▸ DIRECTIONS:
Go through the records and report each line holding the string "ConnectTimeout".
STUDY MATERIAL START
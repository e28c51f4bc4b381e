use futures_util::{SinkExt, StreamExt};
use serde_json::{json, Value};
use std::fmt;
use std::time::{Duration, SystemTime, UNIX_EPOCH};
use tokio::time::timeout;
use tokio_tungstenite::connect_async;
use tokio_tungstenite::tungstenite::Message;
use tracing::{debug, warn};

use crate::error::ProbeError;
use crate::target::ProbeTarget;
use crate::threat_events::create_threat_event;

pub const CONNECT_TIMEOUT: Duration = Duration::from_secs(10);

/// Named backend WebSocket channels
#[derive(Debug, Clone, Copy, PartialEq, Eq)]
pub enum Channel {
    General,
    ThreatIntelligence,
    ThreatMap,
}

impl Channel {
    pub const ALL: [Channel; 3] = [
        Channel::General,
        Channel::ThreatIntelligence,
        Channel::ThreatMap,
    ];

    pub fn path(&self) -> &'static str {
        match self {
            Channel::General => "/ws/",
            Channel::ThreatIntelligence => "/ws/threat-intelligence/",
            Channel::ThreatMap => "/ws/threat-map/",
        }
    }

    /// Short tag used to prefix console lines
    pub fn tag(&self) -> &'static str {
        match self {
            Channel::General => "general",
            Channel::ThreatIntelligence => "ti",
            Channel::ThreatMap => "map",
        }
    }

    pub fn max_messages(&self) -> usize {
        match self {
            Channel::General => 3,
            Channel::ThreatIntelligence => 5,
            Channel::ThreatMap => 10,
        }
    }

    pub fn read_timeout(&self) -> Duration {
        match self {
            Channel::General | Channel::ThreatIntelligence => Duration::from_secs(10),
            Channel::ThreatMap => Duration::from_secs(15),
        }
    }

    /// Messages sent right after connecting
    pub fn opening_messages(&self, filters: &ThreatFilters, timestamp: u64) -> Vec<Value> {
        match self {
            Channel::General => vec![
                json!({"type": "subscribe", "channel": "system_notifications"}),
                json!({"type": "ping", "timestamp": timestamp}),
            ],
            Channel::ThreatIntelligence => vec![
                json!({"type": "get_stats"}),
                json!({"type": "get_recent_threats", "limit": 5}),
            ],
            Channel::ThreatMap => {
                let filters = json!({"days": filters.days, "severity": filters.severity});
                vec![
                    json!({"type": "subscribe_filters", "filters": filters.clone()}),
                    json!({"type": "get_threats", "filters": filters}),
                ]
            }
        }
    }
}

impl fmt::Display for Channel {
    fn fmt(&self, f: &mut fmt::Formatter<'_>) -> fmt::Result {
        match self {
            Channel::General => f.write_str("general"),
            Channel::ThreatIntelligence => f.write_str("threat-intelligence"),
            Channel::ThreatMap => f.write_str("threat-map"),
        }
    }
}

/// Filters for the threat-map channel
#[derive(Debug, Clone, PartialEq, Eq)]
pub struct ThreatFilters {
    pub days: u32,
    pub severity: String,
}

impl Default for ThreatFilters {
    fn default() -> Self {
        Self {
            days: 30,
            severity: "high".to_string(),
        }
    }
}

/// Per-run settings shared by all channel checks
#[derive(Debug, Clone, PartialEq, Eq)]
pub struct CheckOptions {
    pub filters: ThreatFilters,
    /// Post a threat event after subscribing to the threat-map channel
    pub create_event: bool,
}

impl Default for CheckOptions {
    fn default() -> Self {
        Self {
            filters: ThreatFilters::default(),
            create_event: true,
        }
    }
}

/// Result of one channel check
#[derive(Debug, Clone, PartialEq, Eq)]
pub struct CheckReport {
    pub channel: Channel,
    pub received: Vec<String>,
    /// Why reading stopped before `max_messages`, if it did
    pub stopped: Option<String>,
}

fn unix_timestamp() -> u64 {
    SystemTime::now()
        .duration_since(UNIX_EPOCH)
        .map(|d| d.as_secs())
        .unwrap_or_default()
}

/// Connect to a channel, send its opening messages and read the replies.
///
/// Connection failures are errors; anything that ends the read loop after
/// connecting (timeout, close, transport error) is recorded in
/// [`CheckReport::stopped`].
pub async fn run_check(
    base_url: &str,
    token: &str,
    channel: Channel,
    options: &CheckOptions,
) -> Result<CheckReport, ProbeError> {
    let target = ProbeTarget::from_base_url(base_url, channel.path())?;
    let url = target.url(token);
    let tag = channel.tag();

    println!("Connecting to {} WS: {}", channel, target.endpoint());
    let (mut stream, _) = timeout(CONNECT_TIMEOUT, connect_async(url.as_str()))
        .await
        .map_err(|_| ProbeError::ConnectTimeout {
            url: target.endpoint(),
            timeout: CONNECT_TIMEOUT,
        })??;
    println!("Connected ({} WS)", channel);

    for message in channel.opening_messages(&options.filters, unix_timestamp()) {
        let text = serde_json::to_string(&message)?;
        debug!("[{}] Sending {}", tag, text);
        stream.send(Message::Text(text)).await?;
    }

    if channel == Channel::ThreatMap && options.create_event {
        if let Err(e) = create_threat_event(base_url, token).await {
            warn!("Failed to create threat event: {}", e);
        }
    }

    let mut received = Vec::new();
    let mut stopped = None;
    while received.len() < channel.max_messages() {
        let payload = match timeout(channel.read_timeout(), stream.next()).await {
            Err(_) => {
                stopped = Some(format!("timed out after {:?}", channel.read_timeout()));
                break;
            }
            Ok(None) => {
                stopped = Some("connection closed".to_string());
                break;
            }
            Ok(Some(Err(e))) => {
                stopped = Some(e.to_string());
                break;
            }
            Ok(Some(Ok(Message::Text(text)))) => text,
            Ok(Some(Ok(Message::Binary(data)))) => String::from_utf8_lossy(&data).into_owned(),
            Ok(Some(Ok(Message::Close(frame)))) => {
                stopped = Some(match frame {
                    Some(frame) => format!(
                        "closed by server: {} {}",
                        u16::from(frame.code),
                        frame.reason
                    ),
                    None => "closed by server".to_string(),
                });
                break;
            }
            Ok(Some(Ok(_))) => continue,
        };
        println!("[{}] Received: {}", tag, payload);
        received.push(payload);
    }

    if let Some(reason) = &stopped {
        println!("[{}] No more messages or error: {}", tag, reason);
    }

    if let Err(e) = stream.close(None).await {
        debug!("[{}] Close handshake failed: {}", tag, e);
    }
    println!("Closed ({} WS)", channel);

    if received.is_empty() {
        warn!("No messages received on the {} channel", channel);
    }

    Ok(CheckReport {
        channel,
        received,
        stopped,
    })
}

#[cfg(test)]
mod tests {
    use super::*;

    #[test]
    fn test_channel_paths() {
        assert_eq!(Channel::General.path(), "/ws/");
        assert_eq!(
            Channel::ThreatIntelligence.path(),
            "/ws/threat-intelligence/"
        );
        assert_eq!(Channel::ThreatMap.path(), "/ws/threat-map/");
    }

    #[test]
    fn test_read_limits() {
        assert_eq!(Channel::General.max_messages(), 3);
        assert_eq!(Channel::ThreatIntelligence.max_messages(), 5);
        assert_eq!(Channel::ThreatMap.max_messages(), 10);
        assert_eq!(Channel::ThreatMap.read_timeout(), Duration::from_secs(15));
    }

    #[test]
    fn test_general_opening_messages() {
        let messages = Channel::General.opening_messages(&ThreatFilters::default(), 1_700_000_000);
        assert_eq!(
            messages,
            vec![
                json!({"type": "subscribe", "channel": "system_notifications"}),
                json!({"type": "ping", "timestamp": 1_700_000_000u64}),
            ]
        );
    }

    #[test]
    fn test_threat_intelligence_opening_messages() {
        let messages = Channel::ThreatIntelligence.opening_messages(&ThreatFilters::default(), 0);
        assert_eq!(messages[0]["type"], "get_stats");
        assert_eq!(messages[1]["type"], "get_recent_threats");
        assert_eq!(messages[1]["limit"], 5);
    }

    #[test]
    fn test_threat_map_uses_filters() {
        let filters = ThreatFilters {
            days: 7,
            severity: "medium".to_string(),
        };
        let messages = Channel::ThreatMap.opening_messages(&filters, 0);

        assert_eq!(messages.len(), 2);
        assert_eq!(messages[0]["type"], "subscribe_filters");
        assert_eq!(messages[1]["type"], "get_threats");
        for message in &messages {
            assert_eq!(message["filters"]["days"], 7);
            assert_eq!(message["filters"]["severity"], "medium");
        }
    }

    #[tokio::test]
    async fn test_unreachable_backend_is_an_error() {
        let listener = std::net::TcpListener::bind("127.0.0.1:0").unwrap();
        let port = listener.local_addr().unwrap().port();
        drop(listener);

        let result = run_check(
            &format!("http://127.0.0.1:{}", port),
            "t",
            Channel::General,
            &CheckOptions::default(),
        )
        .await;
        assert!(matches!(result, Err(ProbeError::WebSocket(_))));
    }
}
use std::time::Duration;

/// Error types for the probe and channel checks
#[derive(Debug, thiserror::Error)]
pub enum ProbeError {
    #[error("Invalid base URL {url}: {reason}")]
    InvalidBaseUrl { url: String, reason: String },

    #[error("HTTP request failed: {0}")]
    Http(#[from] reqwest::Error),

    #[error("Login failed with status {status}: {body}")]
    LoginRejected { status: u16, body: String },

    #[error("Login response did not contain an access token")]
    MissingAccessToken,

    #[error("WebSocket error: {0}")]
    WebSocket(#[from] tokio_tungstenite::tungstenite::Error),

    #[error("Timed out after {timeout:?} connecting to {url}")]
    ConnectTimeout { url: String, timeout: Duration },

    #[error("Failed to encode message: {0}")]
    Json(#[from] serde_json::Error),
}
use serde::{Deserialize, Serialize};
use std::time::Duration;
use tracing::{debug, info};

use crate::error::ProbeError;

pub const LOGIN_PATH: &str = "/api/auth/login/";
const LOGIN_TIMEOUT: Duration = Duration::from_secs(10);

#[derive(Debug, Serialize)]
struct LoginRequest<'a> {
    email: &'a str,
    password: &'a str,
}

#[derive(Debug, Deserialize)]
struct LoginResponse {
    access: Option<String>,
}

/// Log in against the backend and return the access token
pub async fn login(base_url: &str, email: &str, password: &str) -> Result<String, ProbeError> {
    let url = format!("{}{}", base_url.trim_end_matches('/'), LOGIN_PATH);
    debug!("Logging in as {} at {}", email, url);

    let client = reqwest::Client::builder().timeout(LOGIN_TIMEOUT).build()?;
    let response = client
        .post(&url)
        .json(&LoginRequest { email, password })
        .send()
        .await?;

    let status = response.status();
    println!("Login status: {}", status.as_u16());

    if status != reqwest::StatusCode::OK {
        let body = response.text().await.unwrap_or_default();
        return Err(ProbeError::LoginRejected {
            status: status.as_u16(),
            body,
        });
    }

    let token = response
        .json::<LoginResponse>()
        .await?
        .access
        .filter(|token| !token.is_empty())
        .ok_or(ProbeError::MissingAccessToken)?;

    info!("Obtained access token for {}", email);
    Ok(token)
}
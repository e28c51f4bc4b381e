use std::env::VarError;
use tracing::{debug, warn};

/// Environment variable the probe reads its token from by default
pub const DEFAULT_TOKEN_ENV: &str = "JWT_TOKEN";

/// Where the probe's token comes from
#[derive(Debug, Clone, PartialEq, Eq)]
pub enum TokenSource {
    /// Read from an environment variable; empty string when unset
    Env(String),
    /// Given explicitly
    Literal(String),
}

impl Default for TokenSource {
    fn default() -> Self {
        TokenSource::Env(DEFAULT_TOKEN_ENV.to_string())
    }
}

impl TokenSource {
    pub fn resolve(&self) -> String {
        self.resolve_with(env_token)
    }

    /// Resolve with a custom variable lookup
    pub fn resolve_with<F>(&self, lookup: F) -> String
    where
        F: Fn(&str) -> Option<String>,
    {
        match self {
            TokenSource::Literal(token) => token.clone(),
            TokenSource::Env(name) => match lookup(name) {
                Some(token) => token,
                None => {
                    debug!("{} is not set, using an empty token", name);
                    String::new()
                }
            },
        }
    }
}

fn env_token(name: &str) -> Option<String> {
    match std::env::var(name) {
        Ok(token) => Some(token),
        Err(VarError::NotPresent) => None,
        Err(VarError::NotUnicode(_)) => {
            warn!("{} is not valid UTF-8, ignoring it", name);
            None
        }
    }
}

#[cfg(test)]
mod tests {
    use super::*;
    use crate::target::ProbeTarget;
    use serial_test::serial;

    #[test]
    fn test_literal_token() {
        let source = TokenSource::Literal("abc".to_string());
        assert_eq!(source.resolve_with(|_| Some("ignored".to_string())), "abc");
    }

    #[test]
    fn test_env_lookup_uses_variable_name() {
        let source = TokenSource::Env("PROBE_TOKEN".to_string());
        let token = source.resolve_with(|name| (name == "PROBE_TOKEN").then(|| "xyz".to_string()));
        assert_eq!(token, "xyz");
    }

    #[test]
    #[serial]
    fn test_unset_env_gives_empty_token_in_url() {
        std::env::remove_var(DEFAULT_TOKEN_ENV);

        let token = TokenSource::default().resolve();
        assert_eq!(token, "");
        assert_eq!(
            ProbeTarget::default().url(&token),
            "ws://localhost:8000/ws/?token="
        );
    }

    #[test]
    #[serial]
    fn test_env_token_is_read() {
        std::env::set_var(DEFAULT_TOKEN_ENV, "from-env");
        let token = TokenSource::default().resolve();
        std::env::remove_var(DEFAULT_TOKEN_ENV);

        assert_eq!(token, "from-env");
    }

    #[cfg(unix)]
    #[test]
    #[serial]
    fn test_non_utf8_env_token_is_ignored() {
        use std::ffi::OsStr;
        use std::os::unix::ffi::OsStrExt;

        std::env::set_var(DEFAULT_TOKEN_ENV, OsStr::from_bytes(&[0x66, 0xff, 0xfe]));
        let lookup = env_token(DEFAULT_TOKEN_ENV);
        let token = TokenSource::default().resolve();
        std::env::remove_var(DEFAULT_TOKEN_ENV);

        assert_eq!(lookup, None);
        assert_eq!(token, "");
    }
}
STUDY MATERIAL END
▸ EXERCISE SOLUTION:
        .map_err(|_| ProbeError::ConnectTimeout {
    ConnectTimeout { url: String, timeout: Duration },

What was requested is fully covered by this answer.